James Greer: 10:09 When I say wisdom do this, say, I wonder what the mind to God is this? How do we know the mind of God? The word of God. See the more of the word of God you know, the more of the will of God, you know. And the more of the word of God, more the will of God, the better understanding you’ll have if you’ll learn how to apply it on a day to day basis. So how do we do that? Well, you need to study your kids if you want to know them. Yes, study them to understand them. Each one of them is unique. What motivates them and what discourages them. I can look back at so many times that I could look back now and see things I did to discourage my kids. I can see that many times I wounded their spirit and I would just say, well, they shouldn’t have been doing that. I can see just you know, how they just, listen moms and dads. You watch your kids and you’ll know. Don’t wound their spirit. Find their uniqueness. Find their personality.

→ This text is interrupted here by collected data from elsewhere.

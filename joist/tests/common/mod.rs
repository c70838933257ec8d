//! Shared test helpers.

#![allow(dead_code)]

use std::collections::HashMap;
use std::sync::{Arc, Mutex};

use async_trait::async_trait;
use joist::driver::{AnimationDriver, TransitionSink};
use joist::error::DriverError;
use joist::handle::ElementHandle;

/// A driver call as seen by [`RecordingDriver`].
#[derive(Debug, Clone, PartialEq, Eq)]
pub enum Call {
    Initialize {
        handle: ElementHandle,
        initially_open: bool,
        prefix: String,
    },
    Open {
        handle: ElementHandle,
        immediate: bool,
    },
    Close(ElementHandle),
    Dispose(ElementHandle),
}

/// Driver that records every call and completes transitions only when the
/// test says so.
#[derive(Default)]
pub struct RecordingDriver {
    calls: Mutex<Vec<Call>>,
    sinks: Mutex<HashMap<ElementHandle, TransitionSink>>,
    failure: Mutex<Option<DriverError>>,
}

impl RecordingDriver {
    pub fn new() -> Arc<Self> {
        Arc::new(Self::default())
    }

    pub fn calls(&self) -> Vec<Call> {
        self.calls.lock().unwrap().clone()
    }

    pub fn clear(&self) {
        self.calls.lock().unwrap().clear();
    }

    /// Make the next driver call fail with `error`.
    pub fn fail_next(&self, error: DriverError) {
        *self.failure.lock().unwrap() = Some(error);
    }

    /// The sink captured when `handle` was initialized.
    pub fn sink(&self, handle: &ElementHandle) -> TransitionSink {
        self.sinks
            .lock()
            .unwrap()
            .get(handle)
            .cloned()
            .expect("handle was never initialized")
    }

    pub fn complete_open(&self, handle: &ElementHandle) {
        self.sink(handle).on_open_complete();
    }

    pub fn complete_close(&self, handle: &ElementHandle) {
        self.sink(handle).on_close_complete();
    }

    fn record(&self, call: Call) -> Result<(), DriverError> {
        self.calls.lock().unwrap().push(call);
        match self.failure.lock().unwrap().take() {
            Some(error) => Err(error),
            None => Ok(()),
        }
    }
}

#[async_trait]
impl AnimationDriver for RecordingDriver {
    async fn initialize(
        &self,
        handle: ElementHandle,
        sink: TransitionSink,
        initially_open: bool,
        css_var_prefix: &str,
    ) -> Result<(), DriverError> {
        self.record(Call::Initialize {
            handle,
            initially_open,
            prefix: css_var_prefix.to_string(),
        })?;
        self.sinks.lock().unwrap().insert(handle, sink);
        Ok(())
    }

    async fn open(&self, handle: ElementHandle, immediate: bool) -> Result<(), DriverError> {
        self.record(Call::Open { handle, immediate })
    }

    async fn close(&self, handle: ElementHandle) -> Result<(), DriverError> {
        self.record(Call::Close(handle))
    }

    async fn dispose(&self, handle: ElementHandle) -> Result<(), DriverError> {
        self.record(Call::Dispose(handle))
    }
}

James Greer: 10:51 When the Bible says, and we quote it all the time, it says, train up a child in the way that they should go and when they’re older, they’ll not depart from it. That means find their temperament, their unique bent. Their natural way God fit them in. Their individual giftedness and discover their potential ability and encourage them in that direction. Don’t try to force them into a box and surely don’t fantasize, try to do what you did. Maybe you’re a ball player or a hunter or fisher or computerer or a cameraer or teacher or whatever. Don’t force them to fit what you did. Let them be who they are. Encourage them to be that.

James Greer: 11:52 Discover their individual ability, and you can only do that with two things, time and study. If you spend time, if don’t study them, you’ll miss it. Because there’s a unique bent gift potential in every child. I loved it, a while ago I was getting ready to baptize her and she looked at me and she said, man, I’m so glad our group home brings us here. Then you know what she said, I’m special to God and I know God made me special. Did you know everybody here you’re special? Did you know you are unique? Do you know our child is? Do you know your mate is? Do you know your grand kids are special? They are. Even if your kids aren’t, your grand kids are but, it’s just the way it is, you know. But, what are you doing to study them? Let me ask you another question before we go to the next one. Do you understand your mate and your kid’s uniqueness? Study them.

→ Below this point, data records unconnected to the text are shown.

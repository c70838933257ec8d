use std::collections::HashMap;
use std::fs::File;
use std::sync::{Arc, Mutex};
use std::time::Duration;

use async_trait::async_trait;
use joist::prelude::*;
use joist::render::{self, RenderReceiver};
use simplelog::{Config, LevelFilter, WriteLogger};

/// Animation driver that plays every transition on a tokio timer.
struct SimulatedDriver {
    duration: Duration,
    sinks: Mutex<HashMap<ElementHandle, TransitionSink>>,
}

impl SimulatedDriver {
    fn new(duration: Duration) -> Self {
        Self {
            duration,
            sinks: Mutex::new(HashMap::new()),
        }
    }

    fn sink(&self, handle: &ElementHandle) -> Result<TransitionSink, DriverError> {
        self.sinks
            .lock()
            .map_err(|_| DriverError::Failed("sink table poisoned".to_string()))?
            .get(handle)
            .cloned()
            .ok_or(DriverError::Disconnected)
    }

    fn finish_later(&self, done: impl FnOnce() + Send + 'static) {
        let duration = self.duration;
        tokio::spawn(async move {
            tokio::time::sleep(duration).await;
            done();
        });
    }
}

#[async_trait]
impl AnimationDriver for SimulatedDriver {
    async fn initialize(
        &self,
        handle: ElementHandle,
        sink: TransitionSink,
        initially_open: bool,
        css_var_prefix: &str,
    ) -> Result<(), DriverError> {
        log::info!(
            "init {} (--{}-height, open: {})",
            handle,
            css_var_prefix,
            initially_open
        );
        if let Ok(mut sinks) = self.sinks.lock() {
            sinks.insert(handle, sink);
        }
        Ok(())
    }

    async fn open(&self, handle: ElementHandle, immediate: bool) -> Result<(), DriverError> {
        let sink = self.sink(&handle)?;
        if immediate {
            sink.on_open_complete();
        } else {
            self.finish_later(move || sink.on_open_complete());
        }
        Ok(())
    }

    async fn close(&self, handle: ElementHandle) -> Result<(), DriverError> {
        let sink = self.sink(&handle)?;
        self.finish_later(move || sink.on_close_complete());
        Ok(())
    }

    async fn dispose(&self, handle: ElementHandle) -> Result<(), DriverError> {
        log::info!("dispose {}", handle);
        if let Ok(mut sinks) = self.sinks.lock() {
            sinks.remove(&handle);
        }
        Ok(())
    }
}

/// Host side of a render: mount elements for visible panels, then flush
/// driver work.
async fn render_pass(panels: &[&PanelLifecycle]) -> Result<(), DriverError> {
    for panel in panels {
        match (panel.is_mounted(), panel.handle()) {
            (true, None) => panel.attach(ElementHandle::new()),
            (false, Some(_)) => panel.detach(),
            _ => {}
        }
    }
    sync_all(panels.iter().copied()).await
}

/// Render until no request arrives for a while.
async fn settle(
    receiver: &mut RenderReceiver,
    panels: &[&PanelLifecycle],
    describe: impl Fn() -> String,
) -> Result<(), DriverError> {
    render_pass(panels).await?;
    println!("  {}", describe());
    while let Ok(pass) = tokio::time::timeout(Duration::from_millis(400), receiver.recv()).await {
        let moved = pass.of_kind(SourceKind::Panel).count();
        log::debug!("render pass: {} dirty sources, {} panels", pass.len(), moved);
        render_pass(panels).await?;
        println!("  {}", describe());
    }
    Ok(())
}

fn log_level() -> LevelFilter {
    std::env::var("JOIST_LOG")
        .ok()
        .and_then(|level| level.parse().ok())
        .unwrap_or(LevelFilter::Debug)
}

#[tokio::main]
async fn main() {
    let log_file = File::create("joist-demo.log").expect("Failed to create log file");
    WriteLogger::init(log_level(), Config::default(), log_file)
        .expect("Failed to initialize logger");

    if let Err(e) = run().await {
        eprintln!("Error: {}", e);
    }
}

async fn run() -> Result<(), DriverError> {
    let driver: Arc<dyn AnimationDriver> = Arc::new(SimulatedDriver::new(Duration::from_millis(150)));
    let (sender, mut receiver) = render::channel();

    let accordion = Accordion::new(AccordionConfig::new(), None, vec!["intro"], Arc::clone(&driver));
    accordion.install_render(sender.clone());
    accordion.on_value_change(|current, request| {
        println!("value change {:?} -> {:?} ({:?})", current, request.proposed(), request.reason());
        if request.proposed().contains(&"locked") {
            request.cancel();
        }
    });

    let items = [
        accordion.item(Some("intro"), 0u32),
        accordion.item(Some("usage"), 1u32),
        accordion.item(Some("locked"), 2u32),
    ];
    let items: Vec<AccordionItem<&str>> = items
        .into_iter()
        .collect::<Result<_, ConfigError>>()
        .map_err(|e| DriverError::Failed(e.to_string()))?;
    for item in &items {
        item.panel().install_render(sender.clone());
    }
    let panels: Vec<&PanelLifecycle> = items.iter().map(|item| item.panel()).collect();
    let describe = || {
        items
            .iter()
            .map(|item| format!("{}={:?}", item.value(), item.panel().phase()))
            .collect::<Vec<_>>()
            .join(" ")
    };

    println!("accordion: initial render");
    settle(&mut receiver, &panels, describe).await?;

    println!("accordion: press 'usage'");
    items[1].press();
    settle(&mut receiver, &panels, describe).await?;

    println!("accordion: press 'locked' (canceled by listener)");
    items[2].press();
    settle(&mut receiver, &panels, describe).await?;

    println!("accordion: ArrowUp then Enter on the focused trigger");
    items[1].handle_key(Key::ArrowUp);
    if let Some(focused) = items
        .iter()
        .find(|item| accordion.focus().current() == Some(item.trigger()))
    {
        focused.handle_key(Key::Enter);
    }
    settle(&mut receiver, &panels, describe).await?;

    let collapsible = Collapsible::new(
        CollapsibleConfig::new().hidden_until_found(true),
        None,
        false,
        Arc::clone(&driver),
    );
    collapsible.install_render(sender);
    let panels = [collapsible.panel()];
    let describe = || format!("{:?}", collapsible.snapshot());

    println!("collapsible: initial render");
    settle(&mut receiver, &panels, describe).await?;

    println!("collapsible: find-in-page match");
    collapsible.reveal();
    settle(&mut receiver, &panels, describe).await?;

    println!("collapsible: press");
    collapsible.press();
    settle(&mut receiver, &panels, describe).await?;

    for item in items {
        item.unmount().await?;
    }
    collapsible.unmount().await
}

James Greer: 12:52 Second, you understand there’s things that every child needs to be a, the word is success. Success. The same is true with me and you. There’s things that you need and there’s things that I need to be a success. If you want to be successful, let me give you a few things you’ve got to have. Number one is love. But listen, you’ve got to be loved, but you’ve got to teach them to give love. You need to be loved and give love. You know your number one calling and your number one purpose in life is to be loved and receive love. See, that’s your purpose before everything else is to be loved.

James Greer: 13:27 In 1 John 3:1, see what an incredible quality of love the father, who is God, has shown to us. Why? That we would be permitted to be named, to be called and counted to be the children of God. In other words, I want you to know that God loves you. But listen, allow him to love you. That’s your number one calling and purpose in life. It’s not my calling is not to preach until I’m loved by God. Your call is not to teach until you’re loved by God. Your call is not to follow the kingdom of God, until your loved by God. Can I tell you a secret? You are loved by God but permit him to love you. Amen? But can I tell you a little secret? You also need to give love. Do you know what happened? If you just love your child, love your child. Everybody else loves child and you don’t teach your child to love you. You raised a spoiled brat and I see them all the time. Bunch of Spoiled brats. You love him. Look, I don’t know why they act like that, because you never taught them to give love even though you loved them. Amen, brother James.

James Greer: 14:40 You’ve got to show it. You got to teach them to give it. 1 Corinthians 13:5 says, don’t be selfish. We show love. We teach them to love. See love is an action, man. It’s way, way more than an emotion. If you learn to show love as an action when you have to discipline your kids, they’ll have security and love. But if you don’t show action in a love, then when you discipline your kids, they’ll take it as a punishment. Let me give you a few ways you can show love. You ready? Number one, number one, affection. You can also do that in a marriage. It’s okay. You can hold hands. You can put your arms around them. You can kiss them. I mean, I wish I had my picture from last Sunday. I had a picture of me trying to kiss my wife and my tongue was out and she wouldn’t take it. It was still fun. What’s you all don’t know is that I had already done it, and then she moved.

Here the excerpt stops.